[Dataset records]
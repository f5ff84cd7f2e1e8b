//! The planet texture set: three surfaces painted from one mesh and one noise
//! field, plus the displacement animation and upload bookkeeping.

use std::sync::Arc;
use std::time::Instant;

use orbis_raster::{BLACK, ImageSurface, RasterSurface, WHITE};
use rand::{Rng, SeedableRng};
use rand_chacha::ChaCha8Rng;
use serde::{Deserialize, Serialize};
use tracing::{debug, info, warn};

use crate::animation::AnimationStrip;
use crate::error::TextureError;
use crate::face::FaceWalker;
use crate::height::{HeightMapper, TextureOptions};
use crate::mesh::Mesh;
use crate::noise::NoiseField;
use crate::paint::{PaintPolicy, SurfacePainter};
use crate::shimmer::VertexShimmer;

/// Identifies one of the three output surfaces.
#[derive(Clone, Copy, Debug, PartialEq, Eq, Hash)]
pub enum SurfaceKind {
    /// Grayscale height, animated.
    Displacement,
    /// RGB albedo.
    Color,
    /// Grayscale roughness; water is glossy.
    Roughness,
}

impl SurfaceKind {
    /// Every kind, in upload order.
    pub const ALL: [SurfaceKind; 3] = [
        SurfaceKind::Displacement,
        SurfaceKind::Color,
        SurfaceKind::Roughness,
    ];

    /// Lowercase name, used for file names and log fields.
    pub fn name(self) -> &'static str {
        match self {
            SurfaceKind::Displacement => "displacement",
            SurfaceKind::Color => "color",
            SurfaceKind::Roughness => "roughness",
        }
    }
}

/// Fixed parameters of a texture set, chosen once at construction.
#[derive(Clone, Debug, PartialEq, Serialize, Deserialize)]
#[serde(default)]
pub struct SynthesisSettings {
    /// Surface width in pixels.
    pub width: u32,
    /// Surface height in pixels.
    pub height: u32,
    /// Number of displacement animation frames.
    pub frame_count: u32,
    /// Playback rate. `None` plays one loop per second.
    pub fps: Option<f64>,
    /// Painter constants.
    pub paint: PaintPolicy,
}

impl Default for SynthesisSettings {
    fn default() -> Self {
        Self {
            width: 1024,
            height: 1024,
            frame_count: 8,
            fps: None,
            paint: PaintPolicy::default(),
        }
    }
}

impl SynthesisSettings {
    /// Effective playback rate.
    pub fn effective_fps(&self) -> f64 {
        self.fps
            .unwrap_or_else(|| f64::from(self.frame_count.max(1)))
    }
}

#[derive(Clone, Copy, Debug, Default)]
struct UploadFlags {
    displacement: bool,
    color: bool,
    roughness: bool,
}

impl UploadFlags {
    fn get_mut(&mut self, kind: SurfaceKind) -> &mut bool {
        match kind {
            SurfaceKind::Displacement => &mut self.displacement,
            SurfaceKind::Color => &mut self.color,
            SurfaceKind::Roughness => &mut self.roughness,
        }
    }

    fn raise_all(&mut self) {
        *self = Self {
            displacement: true,
            color: true,
            roughness: true,
        };
    }
}

/// Displacement, color and roughness textures for one planet.
///
/// Owns its surfaces exclusively. The host calls [`redraw`](Self::redraw)
/// when options change and [`update`](Self::update) once per render tick,
/// then uploads whichever surfaces [`take_upload`](Self::take_upload)
/// reports as changed.
pub struct PlanetTextureSet {
    mesh: Arc<Mesh>,
    noise: NoiseField,
    settings: SynthesisSettings,
    painter: SurfacePainter,
    options: TextureOptions,
    water_level: f64,
    animation: AnimationStrip,
    color: ImageSurface,
    roughness: ImageSurface,
    uploads: UploadFlags,
}

impl PlanetTextureSet {
    /// Allocate all surfaces and paint them once with `options`.
    pub fn new(
        mesh: Arc<Mesh>,
        noise: NoiseField,
        options: TextureOptions,
        settings: SynthesisSettings,
    ) -> Result<Self, TextureError> {
        let (width, height) = (settings.width, settings.height);
        let displacement = ImageSurface::new(width, height)?;
        let animation =
            AnimationStrip::new(displacement, settings.frame_count, settings.effective_fps())?;
        let color = ImageSurface::filled(width, height, WHITE)?;
        let roughness = ImageSurface::filled(width, height, WHITE)?;

        info!(
            width,
            height,
            frames = animation.frame_count(),
            fps = animation.fps(),
            seed = noise.seed(),
            "allocated planet texture set"
        );

        let mut set = Self {
            mesh,
            noise,
            painter: SurfacePainter::new(width, height, settings.paint.clone()),
            settings,
            options: TextureOptions::default(),
            water_level: 0.0,
            animation,
            color,
            roughness,
            uploads: UploadFlags::default(),
        };
        set.redraw(options)?;
        Ok(set)
    }

    /// Repaint every surface from scratch with `options`.
    ///
    /// Out-of-range options are clamped. Playback restarts at frame 0 and
    /// all three surfaces are flagged for upload.
    pub fn redraw(&mut self, options: TextureOptions) -> Result<(), TextureError> {
        let started = Instant::now();

        let sanitized = options.sanitized();
        if sanitized != options {
            warn!(?options, ?sanitized, "texture options out of range, clamped");
        }
        self.options = sanitized;
        self.water_level = sanitized.water_level();

        self.color.clear(WHITE);
        self.roughness.clear(WHITE);
        self.animation.source_mut().clear(BLACK);
        self.animation
            .reset(self.settings.frame_count, self.settings.effective_fps())?;

        let mapper = HeightMapper::new(&self.noise, sanitized);
        let mut rng = ChaCha8Rng::seed_from_u64(self.noise.seed());
        let mut shimmer = Vec::with_capacity(self.mesh.face_count() * 3);
        let mut faces = 0usize;
        let mut glossy = 0usize;

        for face in FaceWalker::new(&self.mesh).faces() {
            let sample = self.painter.sample_face(&mapper, &face);
            self.painter
                .paint_color(&mut self.color, &sample, &sanitized);
            if self
                .painter
                .paint_roughness(&mut self.roughness, &sample, &sanitized)
            {
                glossy += 1;
            }

            for (corner, &height) in face.iter().zip(&sample.heights) {
                shimmer.push(VertexShimmer {
                    point: self.painter.texture_point(corner.uv),
                    height,
                    water: mapper.is_water(height),
                    fine_noise: mapper.fine_noise(corner.position),
                    phase: rng.random::<f64>(),
                });
            }
            faces += 1;
        }

        let frame_count = self.animation.frame_count();
        let amplitude = self
            .painter
            .policy()
            .shimmer
            .amplitude(sanitized.mid_scale());
        let painter = &self.painter;
        self.animation.draw_all_frames(|frame, view| {
            for vertex in &shimmer {
                painter.paint_displacement(view, vertex, frame, frame_count, amplitude);
            }
        });
        self.animation.present_frame(0);
        self.uploads.raise_all();

        debug!(
            discs_per_frame = shimmer.len(),
            glossy_faces = glossy,
            amplitude,
            "painted displacement frames"
        );
        info!(
            faces,
            frames = frame_count,
            water_level = self.water_level,
            elapsed_ms = started.elapsed().as_secs_f64() * 1000.0,
            "redrew planet textures"
        );
        Ok(())
    }

    /// Advance the displacement animation using the wall clock. Returns
    /// `true` if the displacement surface changed.
    pub fn update(&mut self) -> bool {
        self.update_at(Instant::now())
    }

    /// Advance the displacement animation as of `now`.
    pub fn update_at(&mut self, now: Instant) -> bool {
        let changed = self.animation.update_at(now);
        if changed {
            self.uploads.displacement = true;
        }
        changed
    }

    /// Returns `true` if `kind` changed since it was last taken.
    pub fn needs_upload(&self, kind: SurfaceKind) -> bool {
        match kind {
            SurfaceKind::Displacement => self.uploads.displacement,
            SurfaceKind::Color => self.uploads.color,
            SurfaceKind::Roughness => self.uploads.roughness,
        }
    }

    /// Read and clear the upload flag for `kind`.
    pub fn take_upload(&mut self, kind: SurfaceKind) -> bool {
        std::mem::take(self.uploads.get_mut(kind))
    }

    /// The current contents of one surface.
    pub fn surface(&self, kind: SurfaceKind) -> &ImageSurface {
        match kind {
            SurfaceKind::Displacement => self.animation.source(),
            SurfaceKind::Color => &self.color,
            SurfaceKind::Roughness => &self.roughness,
        }
    }

    /// Options of the last redraw, after clamping.
    pub fn options(&self) -> &TextureOptions {
        &self.options
    }

    /// Land/water cutoff of the last redraw.
    pub fn water_level(&self) -> f64 {
        self.water_level
    }

    /// The displacement animation.
    pub fn animation(&self) -> &AnimationStrip {
        &self.animation
    }

    /// Construction-time settings.
    pub fn settings(&self) -> &SynthesisSettings {
        &self.settings
    }

    /// The mesh being painted.
    pub fn mesh(&self) -> &Arc<Mesh> {
        &self.mesh
    }

    /// The noise field heights are sampled from.
    pub fn noise(&self) -> &NoiseField {
        &self.noise
    }
}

EXERCISE OBJECTIVE »
Your response should be made up of the lines in the data that contain the word "AnimationStrip".

EXPECTED ANSWER »
use crate::animation::AnimationStrip;
    animation: AnimationStrip,
            AnimationStrip::new(displacement, settings.frame_count, settings.effective_fps())?;
    pub fn animation(&self) -> &AnimationStrip {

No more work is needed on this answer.